The NASA team has been dealing with a small hiccup in the operations of the Curiosity rover since it went into safe mode last week. Now that problem has been resolved and the rover is booting up again, ready to resume its mission to explore Mars.
The issue occurred last Friday during a boot-up sequence which lead to the systems going into safe mode in order to protect themselves. Fortunately a few days later the NASA team was able to bring the rover out of safe mode and resume normal operations, and since then the rover has booted up over 30 times without any further problems, so the team are confident that the issue has been fixed.
The researchers still don’t know exactly why the issue occurred, though. “We’re still not sure of its exact cause and are gathering the relevant data for analysis,” Steven Lee, Curiosity’s deputy project manager at NASA’s Jet Propulsion Laboratory in Pasadena, California, said in a statement. “The rover experienced a one-time computer reset but has operated normally ever since, which is a good sign. We’re currently working to take a snapshot of its memory to better understand what might have happened.”

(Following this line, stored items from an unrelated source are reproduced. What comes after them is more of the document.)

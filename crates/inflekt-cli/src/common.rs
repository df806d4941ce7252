use inflekt::{CorpusSource, DatasetVocab, InflektResult};

/// Corpus selection arg group.
#[derive(clap::Args, Debug)]
pub struct CorpusArgs {
    /// Dataset directory.
    #[arg(long)]
    data_dir: String,

    /// Language code, e.g. "german".
    #[arg(long)]
    language: String,

    /// Training-size variant of the train file.
    #[arg(long, default_value = inflekt::corpus::DEFAULT_TRAIN_SIZE)]
    train_size: String,
}

impl CorpusArgs {
    /// Build the corpus source.
    pub fn to_source(&self) -> CorpusSource {
        CorpusSource::new(self.data_dir.clone(), self.language.clone())
            .with_train_size(self.train_size.clone())
    }

    /// Load the full corpus and build the vocabulary over it.
    pub fn build_vocab(&self) -> InflektResult<DatasetVocab> {
        let records = self.to_source().load_corpus()?;
        log::info!("building vocabulary over {} records", records.len());
        DatasetVocab::from_records(&records)
    }
}
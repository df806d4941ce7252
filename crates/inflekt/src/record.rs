//! # Dataset Rows
//!
//! One row of a morphological-inflection dataset is a tab-separated triple of
//! root word, inflected word, and a semicolon-delimited grammatical tag
//! string:
//!
//! ```text
//! walk<TAB>walked<TAB>V;PST
//! ```
//!
//! [`InflectionRecord::parse_line`] turns one raw line into an immutable
//! record, annotating the raw tag string into `key=value` form and parsing it
//! into a [`TagMap`].

use core::fmt;

use compact_str::CompactString;

use crate::{
    errors::{InflektError, InflektResult},
    types::IkHashMap,
};

/// `{ tag-key -> tag-value }` map for one record.
///
/// ## Style Hints
/// Instance names should prefer `tag_map`.
pub type TagMap = IkHashMap<CompactString, CompactString>;

/// One training/dev example.
///
/// Records are constructed once by [`InflectionRecord::parse_line`] and are
/// immutable thereafter; all fields are reachable through accessors only.
#[derive(Debug, Clone, PartialEq)]
pub struct InflectionRecord {
    /// The lemma/base form.
    root_word: String,

    /// The inflected surface form.
    morphed_word: String,

    /// The raw semicolon-delimited tag string, as read from input.
    raw_tags: String,

    /// The derived comma-delimited `key=value` tag string.
    annotated_tags: String,

    /// The parsed tag map.
    tag_map: TagMap,
}

impl InflectionRecord {
    /// Parse one raw dataset line into a record.
    ///
    /// The line is trimmed, then split on tab characters; it must contain at
    /// least three fields (root word, inflected word, raw tag string).
    /// Trailing fields are ignored.
    ///
    /// ## Arguments
    /// * `line` - The raw input line.
    ///
    /// ## Returns
    /// A `Result<InflectionRecord>`, with [`InflektError::MalformedRow`] on
    /// too few fields, an empty tag string, or a malformed tag token.
    pub fn parse_line(line: &str) -> InflektResult<Self> {
        let line = line.trim();
        let mut fields = line.split('\t');

        let (Some(root_word), Some(morphed_word), Some(raw_tags)) =
            (fields.next(), fields.next(), fields.next())
        else {
            return Err(InflektError::malformed_row(
                line,
                "expected at least 3 tab-separated fields",
            ));
        };

        let annotated_tags = Self::annotate_raw_tags(raw_tags)?;
        let tag_map = Self::parse_tag_map(&annotated_tags)?;

        Ok(Self {
            root_word: root_word.to_string(),
            morphed_word: morphed_word.to_string(),
            raw_tags: raw_tags.to_string(),
            annotated_tags,
            tag_map,
        })
    }

    /// Annotate a raw semicolon-delimited tag string into `key=value` form.
    ///
    /// Each `;`-delimited token becomes `lowercase(token)=token`; tokens are
    /// joined with `,`. Tokens are assumed to be bare values containing no
    /// `=` or `,` of their own; a token violating that surfaces as a
    /// malformed-pair error when the annotated string is parsed back.
    ///
    /// ## Arguments
    /// * `raw_tags` - The raw tag string, e.g. `"V;IND;PRS"`.
    ///
    /// ## Returns
    /// The annotated tag string, e.g. `"v=V,ind=IND,prs=PRS"`; or
    /// [`InflektError::MalformedRow`] if the raw tag string is empty.
    pub fn annotate_raw_tags(raw_tags: &str) -> InflektResult<String> {
        if raw_tags.is_empty() {
            return Err(InflektError::malformed_row(raw_tags, "empty tag string"));
        }

        let annotated = raw_tags
            .split(';')
            .map(|tag| format!("{}={tag}", tag.to_lowercase()))
            .collect::<Vec<_>>()
            .join(",");

        Ok(annotated)
    }

    /// Parse an annotated `key=value` tag string into a [`TagMap`].
    ///
    /// Duplicate keys resolve last-token-wins, in insertion order.
    ///
    /// ## Arguments
    /// * `annotated_tags` - A comma-delimited `key=value` string.
    ///
    /// ## Returns
    /// A `Result<TagMap>`, with [`InflektError::MalformedRow`] for any token
    /// lacking exactly one `=`.
    pub fn parse_tag_map(annotated_tags: &str) -> InflektResult<TagMap> {
        let mut tag_map = TagMap::default();

        for pair in annotated_tags.split(',') {
            let parts = pair.split('=').collect::<Vec<_>>();
            let [key, value] = parts.as_slice() else {
                return Err(InflektError::malformed_row(
                    annotated_tags,
                    format!("tag token {pair:?} must have exactly one '='"),
                ));
            };

            tag_map.insert(CompactString::from(*key), CompactString::from(*value));
        }

        Ok(tag_map)
    }

    /// The lemma/base form.
    pub fn root_word(&self) -> &str {
        &self.root_word
    }

    /// The inflected surface form.
    pub fn morphed_word(&self) -> &str {
        &self.morphed_word
    }

    /// The raw semicolon-delimited tag string.
    pub fn raw_tags(&self) -> &str {
        &self.raw_tags
    }

    /// The derived comma-delimited `key=value` tag string.
    pub fn annotated_tags(&self) -> &str {
        &self.annotated_tags
    }

    /// The parsed tag map.
    pub fn tag_map(&self) -> &TagMap {
        &self.tag_map
    }

    /// Both word forms, root first.
    pub fn words(&self) -> [&str; 2] {
        [&self.root_word, &self.morphed_word]
    }
}

impl fmt::Display for InflectionRecord {
    /// Renders the record as its tab-joined input line.
    fn fmt(
        &self,
        f: &mut fmt::Formatter<'_>,
    ) -> fmt::Result {
        write!(
            f,
            "{}\t{}\t{}",
            self.root_word, self.morphed_word, self.raw_tags
        )
    }
}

Until they have figured out what the problem is, the team is being careful by limiting the commands that they send to the rover. This will minimize the changes made to its memory so that the team can gather all of the data that it needs on possible causes of the issue. Researchers will need to suspend science operations while they troubleshoot the problem, but they are hopeful this won’t take long.
Once the cause of the problem has been addressed, Curiosity will be able to resume its exploration of the Glen Torridon area where it is currently based. There are plentiful clay minerals in the soil which the researchers are interested in because they show that there was once water present in the area. The team has picked a nearby new drill site for Curiosity, just 656 feet (200 meters) from the rover’s current position.
“The science team is eager to drill our first sample from this fascinating location,” Ashwin Vasavada, Curiosity’s project scientist said in a statement. “We don’t yet understand how this area fits into the overall history of Mount Sharp, so our recent images give us plenty to think about.”